Find Your Voice

I’m coming down from the euphoric high that was #UCIJRetreat2021 and had an interesting development regarding my #RevPit entry.

#RevPit is a contest where writers submit five pages to their editors of choice, who review them and determine if they’re worthy for eight-week, one-on-one editing sessions. I submitted the first five pages of Accursed Son, my urban fantasy with family saga and Armenian mythology themes. 

The editor I chose asked for a full request, along with a synopsis! 

Hopes high, I submitted the materials and waited until they announced the finalists on April 26. I wasn’t among them, but the editor sent me her feedback and an invitation for a 30-minute video call to discuss the next steps. 

Her comments were somewhat positive. She liked the premise and that the story balanced light and dark elements and I was a good storyteller. 

Then came the tough love. She found a problem with the narrative voice and protagonist’s POV. She said there was too much exposition and info dumps, which killed the story’s pacing. 

During our video call, she recommended I work on improving the protagonist’s voice. 

Voice is everything. One of the problems I’ve been having is having readers connect with my protagonist. Voice is revealed in how your characters see the world, how they interact with others, and what others think of them. 

If your protagonist’s voice is weak, things feel off, everything your character does falls flat, and their actions don’t resonate. 

But an engaging and active voice, one that’s competent and full of piss and vinegar, entices your readers. 

Developing voice requires some investment. You’ve got to put in the time working on your character’s background, habits, motivations and mannerisms. They’ve got to leap off the page and resemble real flesh-and-blood people. 

For this, I tried a few tricks I learned at #UCIJRetreat 2021. The first is the character sheet. Write their statistics including physical description, their background, family information, their occupation, and their likes and dislikes. This is like character generation for role-playing games and is fun way to breathe life into your writing.  

Fleshing out my protagonist with a character sheet. Here’s where heroes are born, not forged from iron, but with descriptions of their height, weight and personal food allergies.

Like everyday folks, your protagonists carry baggage with them. Do they have phobias? Any hidden talents or skills? Money woes? Relationship issues? Are they educated? Religious? What drives them forward? What are the obstacles blocking their progress?

Write all of this down and your protagonist will gradually reveal themselves. 

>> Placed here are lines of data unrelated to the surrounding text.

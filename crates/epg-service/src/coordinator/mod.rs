//! Request-deduplicating resolution of program schedules.
//!
//! The [`TaskCoordinator`] answers "give me the schedule of this station on this date". It
//! serves the answer from the [`CacheStore`] if it can, and otherwise makes sure that no matter
//! how many callers ask for the same [`TaskKey`] at the same time, the [`Fetcher`] is invoked
//! only once.
//!
//! A resolution goes through the following steps:
//!
//! - The cache store is consulted. A hit is returned right away.
//! - The key is entered into the [`InFlightRegistry`]. The first caller becomes the *owner* of
//!   the key, all others become *followers*.
//! - The owner dispatches a job onto the [`WorkerPool`]. The job checks the cache store once more,
//!   fetches the schedule, writes it to the cache store, removes the key from the registry and
//!   only then wakes everyone waiting on the key.
//! - The owner returns the fetched schedule. Followers re-read the cache store.
//!
//! A failed fetch is reported to the owner and all of its followers, and is not cached, so the
//! next resolution of the same key starts a fresh fetch.
//!
//! Calls into a [`CacheStore`] that [may block](CacheStore::is_blocking) run on tokio's blocking
//! thread pool.
//!
//! Waiting can be cancelled through a [`CancellationToken`]. Cancelling (or dropping) a waiting
//! owner does not cancel its job, which will still complete and release its followers.

use std::sync::Arc;
use std::time::{Duration, Instant};

use thiserror::Error;
use tokio_util::sync::CancellationToken;

use crate::caching::{CacheStore, StoreError};
use crate::fetch::{FetchError, Fetcher};
use crate::pool::WorkerPool;
use crate::types::{Schedule, TaskKey};

mod registry;

pub use registry::{Completion, Flight, InFlightRegistry, OwnerTicket};

/// What a completed flight reports to its waiters.
pub type FlightOutcome = Result<Schedule, FetchError>;

/// Errors returned by [`TaskCoordinator::resolve`].
#[derive(Debug, Clone, PartialEq, Eq, Error)]
pub enum ResolveError {
    /// Fetching the schedule failed.
    #[error("failed to fetch schedule: {0}")]
    Fetch(#[from] FetchError),
    /// The caller stopped waiting for the schedule.
    #[error("resolution was cancelled")]
    Cancelled,
    /// A fetch for the key completed, yet the cache store has no schedule for it.
    #[error("schedule for {0} missing from the cache store after fetching it")]
    NotFound(TaskKey),
    /// The cache store could not be read.
    #[error("failed to read cache store: {0}")]
    Store(#[from] StoreError),
}

/// Resolves [`Schedule`]s, deduplicating concurrent fetches for the same [`TaskKey`].
///
/// Cloning a coordinator is cheap, all clones share the same registry and pool.
#[derive(Clone)]
pub struct TaskCoordinator {
    store: Arc<dyn CacheStore>,
    fetcher: Arc<dyn Fetcher>,
    flights: InFlightRegistry<TaskKey, FlightOutcome>,
    pool: WorkerPool,
    fetch_timeout: Duration,
}

impl std::fmt::Debug for TaskCoordinator {
    fn fmt(&self, f: &mut std::fmt::Formatter<'_>) -> std::fmt::Result {
        f.debug_struct("TaskCoordinator")
            .field("flights", &self.flights)
            .field("pool", &self.pool)
            .field("fetch_timeout", &self.fetch_timeout)
            .finish_non_exhaustive()
    }
}

impl TaskCoordinator {
    pub fn new(
        store: Arc<dyn CacheStore>,
        fetcher: Arc<dyn Fetcher>,
        pool: WorkerPool,
        fetch_timeout: Duration,
    ) -> Self {
        Self {
            store,
            fetcher,
            flights: InFlightRegistry::new(),
            pool,
            fetch_timeout,
        }
    }

    /// The number of keys that currently have a fetch in flight.
    pub fn in_flight(&self) -> usize {
        self.flights.len()
    }

    /// Returns `true` if a fetch for `key` is currently in flight.
    pub fn is_in_flight(&self, key: &TaskKey) -> bool {
        self.flights.contains(key)
    }

    /// Resolves the schedule for `key`.
    ///
    /// See [`resolve_cancellable`](Self::resolve_cancellable).
    pub async fn resolve(&self, key: TaskKey) -> Result<Schedule, ResolveError> {
        self.resolve_cancellable(key, &CancellationToken::new()).await
    }

    /// Resolves the schedule for `key`, giving up once `cancel` is cancelled.
    ///
    /// # Errors
    ///
    /// - [`ResolveError::Fetch`] if the fetch for `key` failed, both for the owner and for all
    ///   followers of that fetch.
    /// - [`ResolveError::Cancelled`] if `cancel` fired while waiting.
    /// - [`ResolveError::NotFound`] if a follower found nothing in the cache store after a
    ///   successful fetch.
    /// - [`ResolveError::Store`] if the cache store failed.
    pub async fn resolve_cancellable(
        &self,
        key: TaskKey,
        cancel: &CancellationToken,
    ) -> Result<Schedule, ResolveError> {
        metric!(counter("resolve.access") += 1);
        tracing::debug!(%key, "Resolving schedule");

        if let Some(schedule) = lookup(&self.store, &key).await? {
            metric!(counter("resolve.cache.hit") += 1);
            return Ok(schedule);
        }

        match self.flights.enter(key.clone()) {
            Flight::Owner { ticket, completion } => {
                metric!(counter("inflight.owner") += 1);
                tracing::debug!(%key, "Fetching schedule");
                self.dispatch(key, ticket);

                Ok(wait_for(completion, cancel).await??)
            }
            Flight::Follower(completion) => {
                metric!(counter("inflight.follower") += 1);
                tracing::debug!(%key, "Waiting for the in-flight fetch of the same schedule");

                wait_for(completion, cancel).await??;

                tracing::debug!(%key, "In-flight fetch finished, reading schedule from cache store");
                lookup(&self.store, &key)
                    .await?
                    .ok_or(ResolveError::NotFound(key))
            }
        }
    }

    /// Spawns the fetch for `key` onto the worker pool.
    ///
    /// The job publishes the fetched schedule to the cache store before completing `ticket`.
    fn dispatch(&self, key: TaskKey, ticket: OwnerTicket<FlightOutcome>) {
        let store = Arc::clone(&self.store);
        let fetcher = Arc::clone(&self.fetcher);
        let fetch_timeout = self.fetch_timeout;

        let job = async move {
            // The previous flight might have published the schedule between the owner's lookup
            // and this flight taking over.
            match lookup(&store, &key).await {
                Ok(Some(schedule)) => {
                    metric!(counter("resolve.cache.hit") += 1);
                    tracing::debug!(%key, "Schedule was stored in the meantime, skipping fetch");
                    ticket.complete(Ok(schedule));
                    return;
                }
                Ok(None) => {}
                Err(err) => {
                    tracing::warn!(
                        error = &err as &dyn std::error::Error,
                        %key,
                        "Failed to re-check cache store, fetching anyway",
                    );
                }
            }

            let start = Instant::now();
            let outcome = match tokio::time::timeout(fetch_timeout, fetcher.fetch(&key)).await {
                Ok(outcome) => outcome,
                Err(_elapsed) => Err(FetchError::Timeout(fetch_timeout)),
            };

            match &outcome {
                Ok(schedule) => {
                    metric!(timer("fetch.duration") = start.elapsed(), "status" => "ok");
                    let put = {
                        let key = key.clone();
                        let schedule = Arc::clone(schedule);
                        move |store: &dyn CacheStore| store.put(&key, &schedule)
                    };
                    if let Err(err) = with_store(&store, put).await {
                        metric!(counter("store.put.error") += 1, "kind" => err.kind());
                        tracing::error!(
                            error = &err as &dyn std::error::Error,
                            %key,
                            "Failed to store fetched schedule",
                        );
                    }
                }
                Err(err) => {
                    metric!(timer("fetch.duration") = start.elapsed(), "status" => "error");
                    metric!(counter("fetch.error") += 1, "kind" => err.kind());
                    tracing::warn!(
                        error = err as &dyn std::error::Error,
                        %key,
                        "Failed to fetch schedule",
                    );
                }
            }

            tracing::debug!(%key, "Fetch finished, notifying waiters");
            ticket.complete(outcome);
        };

        metric!(gauge("inflight.count") = self.flights.len() as u64);
        // The job is detached, it completes and wakes all waiters even if the owner goes away.
        let _not_awaiting_job = self.pool.spawn(job);
    }
}

/// Looks up `key` in `store`.
async fn lookup(
    store: &Arc<dyn CacheStore>,
    key: &TaskKey,
) -> Result<Option<Schedule>, StoreError> {
    let key = key.clone();
    with_store(store, move |store| store.lookup(&key)).await
}

/// Runs `op` against `store`, moving it onto the blocking thread pool if the store may block.
async fn with_store<R, F>(store: &Arc<dyn CacheStore>, op: F) -> Result<R, StoreError>
where
    F: FnOnce(&dyn CacheStore) -> Result<R, StoreError> + Send + 'static,
    R: Send + 'static,
{
    if !store.is_blocking() {
        return op(store.as_ref());
    }

    let store = Arc::clone(store);
    tokio::task::spawn_blocking(move || op(store.as_ref()))
        .await
        .map_err(StoreError::from_std_error)?
}

/// Waits for `completion`, unless `cancel` fires first.
///
/// An abandoned flight is reported as [`FetchError::Aborted`].
async fn wait_for(
    completion: Completion<FlightOutcome>,
    cancel: &CancellationToken,
) -> Result<FlightOutcome, ResolveError> {
    tokio::select! {
        biased;

        _ = cancel.cancelled() => Err(ResolveError::Cancelled),
        outcome = completion.wait() => Ok(outcome.unwrap_or(Err(FetchError::Aborted))),
    }
}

In developing the background for my protagonist, I learned a lot about him that I didn’t know before. My protagonist, Armand Tarkanian, has always rattled around in my head while I wrote this book, but I never really KNEW him. 

You have to KNOW your characters. 

Voice: The Secret Power of Great Writing by James Scott Bell is a good craft book for discovering and shaping your voice through various exercises. One of these is interviewing your protagonist. Write a bunch of questions and answer them as the main character, in their voice and with their unique style.   

Voice: The Secret Power of Great Writing by James Scott Bell will help you channel your character’s voice in a whirlwind of emotion and fury. It won’t give you Thorlike lightning-hurling powers, but it’s still a good craft book.

This will get those creative juices flowing as you see how their voice tumbles onto the page. 

You should share headspace with your characters. Let them possess you and understand what they want and what obstacles they face. Walk around in your imaginary friend’s skin, not in a creepy Silence of the Lambs way, but in a way where you see their perspective.

Bell also lists writing exercises to help you channel your emotions when you write. This is especially handy when characters are facing conflict or contemplating big decisions.   

The book includes several examples of voice from different genres. You can appreciate how each author carefully crafted their characters, making each one a distinct individual. Pulling this off takes practice. Fortunately, you as the writer are in control. 

This brings me back to an article author Ralph Walker wrote about breaking writer’s block by imagining your characters at the grocery store.

This exercise is also great for getting to know your characters, not just their dietary preferences or whether they hate crowds, but how they interact with others, perceive their surroundings, and if their narration and language reflects their mood.

After completing a few exercises, I fleshed out my protagonist with a detailed background. This made Armand’s motivations clearer. I gave him a significant middle name, named the college he attended, and described his work ethic. His family relationships and conflicts became clearer. 

Your characters need oomph and pizazz. They need a history, friendships, hindrances, talents. They should have unique voices and memorable traits like a breakdancing addiction or a proclivity for saying the wrong thing at the wrong time.  

Otherwise, you’ll end up with a tepid protagonist whose ineffectual voice bores readers to death. The more detail you bake into your protagonist and the more captivating they are, the more you hook your readers. 

Hooked readers are the best kind. They keep turning your pages.